Excerpts from a dataset
=-=-=

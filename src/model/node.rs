//! Node tree types

use std::collections::BTreeMap;

use serde::{Deserialize, Deserializer, Serialize};
use serde_json::Value;
use uuid::Uuid;

use super::StyleValue;

/// Editing permissions carried by a node
///
/// Every flag defaults to `true` when omitted.
#[derive(Debug, Clone, Copy, PartialEq, Eq, Serialize, Deserialize)]
#[serde(rename_all = "camelCase", default)]
pub struct Editable {
    pub moveable: bool,
    pub removeable: bool,
    pub duplicatable: bool,
    pub style_editable: bool,
    pub content_editable: bool,
}

impl Default for Editable {
    fn default() -> Self {
        Self {
            moveable: true,
            removeable: true,
            duplicatable: true,
            style_editable: true,
            content_editable: true,
        }
    }
}

impl Editable {
    /// Fully locked: nothing may be changed
    pub fn locked() -> Self {
        Self {
            moveable: false,
            removeable: false,
            duplicatable: false,
            style_editable: false,
            content_editable: false,
        }
    }

    /// Names of flags that are `false` here but `true` in `other`
    pub fn relaxed_in(&self, other: &Editable) -> Vec<&'static str> {
        let pairs = [
            ("moveable", self.moveable, other.moveable),
            ("removeable", self.removeable, other.removeable),
            ("duplicatable", self.duplicatable, other.duplicatable),
            ("styleEditable", self.style_editable, other.style_editable),
            ("contentEditable", self.content_editable, other.content_editable),
        ];
        pairs
            .into_iter()
            .filter(|(_, before, after)| !before && *after)
            .map(|(name, _, _)| name)
            .collect()
    }
}

/// Labels shown by the visual editor for a node
#[derive(Debug, Clone, Default, PartialEq, Serialize, Deserialize)]
#[serde(default)]
pub struct EditingMeta {
    pub name: String,
    #[serde(skip_serializing_if = "String::is_empty")]
    pub description: String,
    #[serde(skip_serializing_if = "String::is_empty")]
    pub icon: String,
    #[serde(skip_serializing_if = "String::is_empty")]
    pub category: String,
}

/// Element properties: class, inline style, and free-form attributes
#[derive(Debug, Clone, Default, PartialEq, Serialize, Deserialize)]
#[serde(rename_all = "camelCase")]
pub struct Props {
    #[serde(default, skip_serializing_if = "Option::is_none")]
    pub class_name: Option<String>,
    #[serde(default, skip_serializing_if = "BTreeMap::is_empty")]
    pub style: BTreeMap<String, StyleValue>,
    #[serde(flatten)]
    pub attributes: BTreeMap<String, Value>,
}

impl Props {
    pub fn is_empty(&self) -> bool {
        self.class_name.is_none() && self.style.is_empty() && self.attributes.is_empty()
    }
}

/// One entry of a node's children sequence
#[derive(Debug, Clone, PartialEq, Serialize, Deserialize)]
#[serde(untagged)]
pub enum Child {
    /// Literal text, a placeholder string, or a `.map` directive
    Text(String),
    Node(Node),
}

impl Child {
    pub fn as_node(&self) -> Option<&Node> {
        match self {
            Child::Node(n) => Some(n),
            Child::Text(_) => None,
        }
    }

    pub fn as_text(&self) -> Option<&str> {
        match self {
            Child::Text(s) => Some(s.as_str()),
            Child::Node(_) => None,
        }
    }
}

impl From<Node> for Child {
    fn from(node: Node) -> Self {
        Child::Node(node)
    }
}

impl From<&str> for Child {
    fn from(text: &str) -> Self {
        Child::Text(text.to_string())
    }
}

/// A page element
#[derive(Debug, Clone, PartialEq, Serialize, Deserialize)]
#[serde(rename_all = "camelCase")]
pub struct Node {
    pub id: String,
    #[serde(rename = "type")]
    pub kind: String,
    #[serde(default, skip_serializing_if = "Option::is_none")]
    pub section_type: Option<String>,
    #[serde(default, skip_serializing_if = "Option::is_none")]
    pub editable: Option<Editable>,
    #[serde(default, skip_serializing_if = "Option::is_none")]
    pub editing_meta: Option<EditingMeta>,
    #[serde(default, skip_serializing_if = "Props::is_empty")]
    pub props: Props,
    #[serde(
        default,
        skip_serializing_if = "Vec::is_empty",
        deserialize_with = "deserialize_children"
    )]
    pub children: Vec<Child>,
}

/// `children` may be a single string in JSON
#[derive(Deserialize)]
#[serde(untagged)]
enum ChildrenRepr {
    Many(Vec<Child>),
    One(String),
}

fn deserialize_children<'de, D>(deserializer: D) -> Result<Vec<Child>, D::Error>
where
    D: Deserializer<'de>,
{
    Ok(match ChildrenRepr::deserialize(deserializer)? {
        ChildrenRepr::Many(children) => children,
        ChildrenRepr::One(text) => vec![Child::Text(text)],
    })
}

impl Node {
    pub fn new(id: impl Into<String>, kind: impl Into<String>) -> Self {
        Self {
            id: id.into(),
            kind: kind.into(),
            section_type: None,
            editable: None,
            editing_meta: None,
            props: Props::default(),
            children: Vec::new(),
        }
    }

    pub fn with_section(mut self, section_type: impl Into<String>) -> Self {
        self.section_type = Some(section_type.into());
        self
    }

    pub fn with_editable(mut self, editable: Editable) -> Self {
        self.editable = Some(editable);
        self
    }

    pub fn with_child(mut self, child: impl Into<Child>) -> Self {
        self.children.push(child.into());
        self
    }

    pub fn with_style(mut self, property: impl Into<String>, value: impl Into<StyleValue>) -> Self {
        self.props.style.insert(property.into(), value.into());
        self
    }

    pub fn with_attribute(mut self, name: impl Into<String>, value: impl Into<Value>) -> Self {
        self.props.attributes.insert(name.into(), value.into());
        self
    }

    /// Effective editing flags
    pub fn flags(&self) -> Editable {
        self.editable.unwrap_or_default()
    }

    pub fn child_nodes(&self) -> impl Iterator<Item = &Node> {
        self.children.iter().filter_map(Child::as_node)
    }

    /// Literal string children in order
    pub fn text_children(&self) -> Vec<&str> {
        self.children.iter().filter_map(Child::as_text).collect()
    }

    pub fn find(&self, id: &str) -> Option<&Node> {
        if self.id == id {
            return Some(self);
        }
        self.child_nodes().find_map(|c| c.find(id))
    }

    pub fn find_mut(&mut self, id: &str) -> Option<&mut Node> {
        if self.id == id {
            return Some(self);
        }
        self.children.iter_mut().find_map(|c| match c {
            Child::Node(n) => n.find_mut(id),
            Child::Text(_) => None,
        })
    }

    /// Id of the node directly containing `id`
    pub fn parent_of(&self, id: &str) -> Option<&str> {
        for child in self.child_nodes() {
            if child.id == id {
                return Some(self.id.as_str());
            }
            if let Some(parent) = child.parent_of(id) {
                return Some(parent);
            }
        }
        None
    }

    /// Detach the descendant `id`, returning it with its former position
    pub(crate) fn detach(&mut self, id: &str) -> Option<(Node, String, usize)> {
        if let Some(pos) = self
            .children
            .iter()
            .position(|c| matches!(c, Child::Node(n) if n.id == id))
        {
            if let Child::Node(node) = self.children.remove(pos) {
                return Some((node, self.id.clone(), pos));
            }
        }
        self.children.iter_mut().find_map(|c| match c {
            Child::Node(n) => n.detach(id),
            Child::Text(_) => None,
        })
    }

    /// Visit this node and all descendants in pre-order
    pub fn visit<'a>(&'a self, f: &mut impl FnMut(&'a Node, Option<&'a Node>, usize)) {
        fn go<'a>(
            node: &'a Node,
            parent: Option<&'a Node>,
            depth: usize,
            f: &mut impl FnMut(&'a Node, Option<&'a Node>, usize),
        ) {
            f(node, parent, depth);
            for child in node.child_nodes() {
                go(child, Some(node), depth + 1, f);
            }
        }
        go(self, None, 0, f);
    }

    /// All ids in this subtree, pre-order
    pub fn ids(&self) -> Vec<&str> {
        let mut ids = Vec::new();
        self.visit(&mut |n, _, _| ids.push(n.id.as_str()));
        ids
    }

    /// Rewrite every id in this subtree
    pub fn rename_ids(&mut self, f: &mut impl FnMut(&str) -> String) {
        self.id = f(&self.id);
        for child in self.children.iter_mut() {
            if let Child::Node(n) = child {
                n.rename_ids(f);
            }
        }
    }

    /// Give every node in this subtree a fresh random id derived from its current one
    pub fn assign_fresh_ids(&mut self) {
        self.rename_ids(&mut |id| fresh_id(id));
    }

    /// Copy with ids blanked, for comparing structure
    pub fn without_ids(&self) -> Node {
        let mut copy = self.clone();
        copy.rename_ids(&mut |_| String::new());
        copy
    }
}

const FRESH_SUFFIX_LEN: usize = 8;

/// `<base>-<8 hex>`; a previous fresh suffix on `base` is replaced, not stacked
pub fn fresh_id(base: &str) -> String {
    let stem = strip_fresh_suffix(base);
    let uuid = Uuid::new_v4().simple().to_string();
    format!("{}-{}", stem, &uuid[..FRESH_SUFFIX_LEN])
}

fn strip_fresh_suffix(id: &str) -> &str {
    if let Some((stem, suffix)) = id.rsplit_once('-') {
        if !stem.is_empty()
            && suffix.len() == FRESH_SUFFIX_LEN
            && suffix.chars().all(|c| c.is_ascii_hexdigit())
        {
            return stem;
        }
    }
    id
}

=-=-=

* **Work instruction**
Looking back over the data above, restate word for word the lines that begin at the line with "f(node, parent, depth);" and end at the line with "suffix.len() == FRESH_SUFFIX_LEN", inclusive.

* **Written solution**
            f(node, parent, depth);
            for child in node.child_nodes() {
                go(child, Some(node), depth + 1, f);
            }
        }
        go(self, None, 0, f);
    }

    /// All ids in this subtree, pre-order
    pub fn ids(&self) -> Vec<&str> {
        let mut ids = Vec::new();
        self.visit(&mut |n, _, _| ids.push(n.id.as_str()));
        ids
    }

    /// Rewrite every id in this subtree
    pub fn rename_ids(&mut self, f: &mut impl FnMut(&str) -> String) {
        self.id = f(&self.id);
        for child in self.children.iter_mut() {
            if let Child::Node(n) = child {
                n.rename_ids(f);
            }
        }
    }

    /// Give every node in this subtree a fresh random id derived from its current one
    pub fn assign_fresh_ids(&mut self) {
        self.rename_ids(&mut |id| fresh_id(id));
    }

    /// Copy with ids blanked, for comparing structure
    pub fn without_ids(&self) -> Node {
        let mut copy = self.clone();
        copy.rename_ids(&mut |_| String::new());
        copy
    }
}

const FRESH_SUFFIX_LEN: usize = 8;

/// `<base>-<8 hex>`; a previous fresh suffix on `base` is replaced, not stacked
pub fn fresh_id(base: &str) -> String {
    let stem = strip_fresh_suffix(base);
    let uuid = Uuid::new_v4().simple().to_string();
    format!("{}-{}", stem, &uuid[..FRESH_SUFFIX_LEN])
}

fn strip_fresh_suffix(id: &str) -> &str {
    if let Some((stem, suffix)) = id.rsplit_once('-') {
        if !stem.is_empty()
            && suffix.len() == FRESH_SUFFIX_LEN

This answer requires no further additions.